Cortisone as a drug

With the successful treatment of the young American cortisone was quickly established as a drug. In the fifties, the new drug was mainly used internally for the treatment of rheumatism with great success. And also in dermatology cortisone prevailed quickly. In fact, by that time, there was no agent that was as fast and effective in the treatment of inflammatory skin diseases.

The effect of cortisone as an active ingredient

It is now known that cortisone has different effects and can be used differently, because it:

  • inhibits inflammation
  • suppresses immunological / allergic reactions
  • slows down an accelerated cell division
  • can reduce brain edema
  • prevents vomiting after taking certain cancer drugs

These effects are based on the fact that the hormone in the cell nucleus triggers the formation of certain protein bodies, which in turn generate reactions. Therefore, the effect of the drug occurs at the earliest after 30 minutes. However, this effect is only achieved if the hormone is administered at a higher dosage than is present in the body.

At extremely high dosages, the hormone accumulates directly in the cell walls and can then act immediately. Doctors make use of this mechanism when, for example, tissue swelling conditions hinder breathing or even shock states threaten the patient's life.

Variety of cortisone preparations

The original cortisone is still used in patients with limited adrenal cortex. For other therapeutic purposes, various cortisone preparations have been developed by chemical changes, all of which have the same effect in the body, but differ by the strength of action and their behavior in the organism.

Especially the cortisone-containing ointments that are used in skin diseases have benefited from drug research in recent years. Today, there are a number of ointments and creams that have no effect on the whole organism even after prolonged use on the skin, but only have an effect locally on the skin.

Also, patients with inflammatory bowel disease, asthma or inflammatory rheumatic diseases have benefited from this development.

Descendants of cortisone

There are now numerous synthetically produced derivatives of cortisone, such as betamethasone, triamcinolone, dexamethasone, prednisolone, prednisone, mometasone and fluticasone. The active ingredient is used in:

  • Asthma and nasal sprays
  • eye drop
  • Liquid for spraying (injections)
  • Anoint
  • creams
  • suppository
  • tablets

For the long-term treatment of chronic diseases, they can be dosed very low or used selectively and therefore cause hardly any problems.

Internal use of cortisone

Inflammatory reactions are symptoms of many diseases such as asthma, chronic obstructive pulmonary disease (COPD), rheumatism or kidney disease. Cortisone and its derivatives are indispensable for therapy as they are still the most effective anti-inflammatories that medicine knows.
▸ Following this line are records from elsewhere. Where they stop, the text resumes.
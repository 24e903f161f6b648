use std::time::Duration;

use tracing::Level;
use tracing_subscriber::FmtSubscriber;

use ping_burst::{GenericError, PingSession, SocketType};

#[derive(argh::FromArgs)]
/// ping - send a burst of ICMP ECHO_REQUEST messages and print totals
struct Args {
    #[argh(option, short = 'c', default = "4")]
    /// number of echo requests to send
    count: u16,

    #[argh(option, short = 't', default = "300")]
    /// per-wait receive timeout in milliseconds
    timeout_ms: u64,

    #[argh(switch)]
    /// use an unprivileged datagram socket instead of a raw socket
    dgram: bool,

    #[argh(positional)]
    /// destination IPv4 address (dotted decimal)
    destination: String,
}

fn main() -> Result<(), GenericError> {
    let args: Args = argh::from_env();

    let subscriber = FmtSubscriber::builder().with_max_level(Level::WARN).finish();
    tracing::subscriber::set_global_default(subscriber)?;

    let socket_type = if args.dgram { SocketType::Dgram } else { SocketType::Raw };
    let mut session = PingSession::with_socket_type(
        &args.destination,
        Duration::from_millis(args.timeout_ms),
        socket_type,
    )?;
    let report = session.run(args.count)?;

    println!("result:");
    println!("send: {}", report.packets_sent);
    println!("recv: {}", report.packets_received);
    println!("msec: {}", report.elapsed_ms);
    Ok(())
}
use std::collections::HashMap;
use std::sync::Mutex;

use async_trait::async_trait;

use super::{MessageQueueStore, QueuedMessage, QueuedMessageState, StoreError};
use crate::message::MessageId;
use crate::queue::QueueName;

/// Keeps queued messages in process memory. Nothing survives a restart of
/// the process, but the store itself can be shared between several queue
/// instances to simulate one.
#[derive(Debug, Default)]
pub struct InMemoryQueueStore {
    queues: Mutex<HashMap<QueueName, Vec<QueuedMessage>>>,
}

impl InMemoryQueueStore {
    pub fn new() -> Self {
        Self::default()
    }

    /// Snapshot of a single message, whatever its state.
    pub fn get(&self, queue: &QueueName, id: MessageId) -> Option<QueuedMessage> {
        let queues = self.queues.lock().ok()?;
        queues.get(queue)?.iter().find(|m| m.id() == id).cloned()
    }

    fn with_queue<T>(
        &self,
        queue: &QueueName,
        f: impl FnOnce(&mut Vec<QueuedMessage>) -> Result<T, StoreError>,
    ) -> Result<T, StoreError> {
        let mut queues = self
            .queues
            .lock()
            .map_err(|e| StoreError::Unavailable(e.to_string()))?;
        f(queues.entry(queue.clone()).or_default())
    }
}

#[async_trait]
impl MessageQueueStore for InMemoryQueueStore {
    async fn insert(&self, queued: &QueuedMessage) -> Result<MessageId, StoreError> {
        self.with_queue(&queued.queue, |messages| {
            let id = queued.id();
            if messages.iter().any(|m| m.id() == id) {
                return Err(StoreError::Duplicate(id));
            }
            messages.push(queued.clone());
            Ok(id)
        })
    }

    async fn select_pending(&self, queue: &QueueName) -> Result<Vec<QueuedMessage>, StoreError> {
        self.with_queue(queue, |messages| {
            Ok(messages
                .iter()
                .filter(|m| m.state == QueuedMessageState::Pending)
                .cloned()
                .collect())
        })
    }

    async fn select_abandoned(&self, queue: &QueueName) -> Result<Vec<QueuedMessage>, StoreError> {
        self.with_queue(queue, |messages| {
            Ok(messages
                .iter()
                .filter(|m| matches!(m.state, QueuedMessageState::Abandoned(_)))
                .cloned()
                .collect())
        })
    }

    async fn record_attempt(
        &self,
        queue: &QueueName,
        id: MessageId,
        attempts: u32,
    ) -> Result<(), StoreError> {
        self.with_queue(queue, |messages| {
            let queued = messages
                .iter_mut()
                .find(|m| m.id() == id)
                .ok_or(StoreError::NotFound(id))?;
            queued.attempts = attempts;
            Ok(())
        })
    }

    async fn update_state(
        &self,
        queue: &QueueName,
        id: MessageId,
        state: QueuedMessageState,
    ) -> Result<bool, StoreError> {
        self.with_queue(queue, |messages| {
            let queued = messages
                .iter_mut()
                .find(|m| m.id() == id)
                .ok_or(StoreError::NotFound(id))?;
            if queued.state.is_terminal() {
                return Ok(false);
            }
            queued.state = state;
            Ok(true)
        })
    }
}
Allergic diseases are also often associated with the inflammation of the affected organs. Corticosteroids are also used here to stem the inflammatory reactions.

The symptoms can be lessened with this therapy or sometimes disappear altogether. Cortisone preparations can also prevent a so-called change of floors from hay fever to chronic asthma.

Here are 3 rules for the internal use of cortisone:

  1. Since the adrenal cortex pours out most of the cortisone in the morning, you should take the entire daily dose before 8 o'clock. This is how you imitate the natural daily rhythm of the body.
  2. Corticosteroids must be gradually withdrawn in order to prevent the symptoms from increasing when the medication is suddenly discontinued (rebound effect). One then speaks of a tapering of the therapy.
  3. The systemic, ie the internal use of corticosteroids must not take place without medical control for a long time (longer than 3 to 4 weeks) and in high doses (more than 10 milligrams / day), otherwise the known side effects such as weight gain, water retention im Tissue, osteoporosis or a disorder of sugar metabolism.

External use of cortisone

Corticosteroids are particularly effective against inflammatory skin diseases - typical signs such as redness, swelling, warming and pain pass quickly. In particular itching, the classic symptom of, for example, atopic dermatitis, can be dealt with quickly with cortisone therapy.

However, when cortisone ointments are used incorrectly (for example, over a long period of time), they can make the skin thinner and ultimately cause the skin to become more susceptible to infection. Therefore, you should pay attention to the following rules:

  • As long as the condition is acute, apply as often as necessary.
  • When the symptoms subside, apply as little as necessary.
  • Use as rarely as possible in the chronic phase.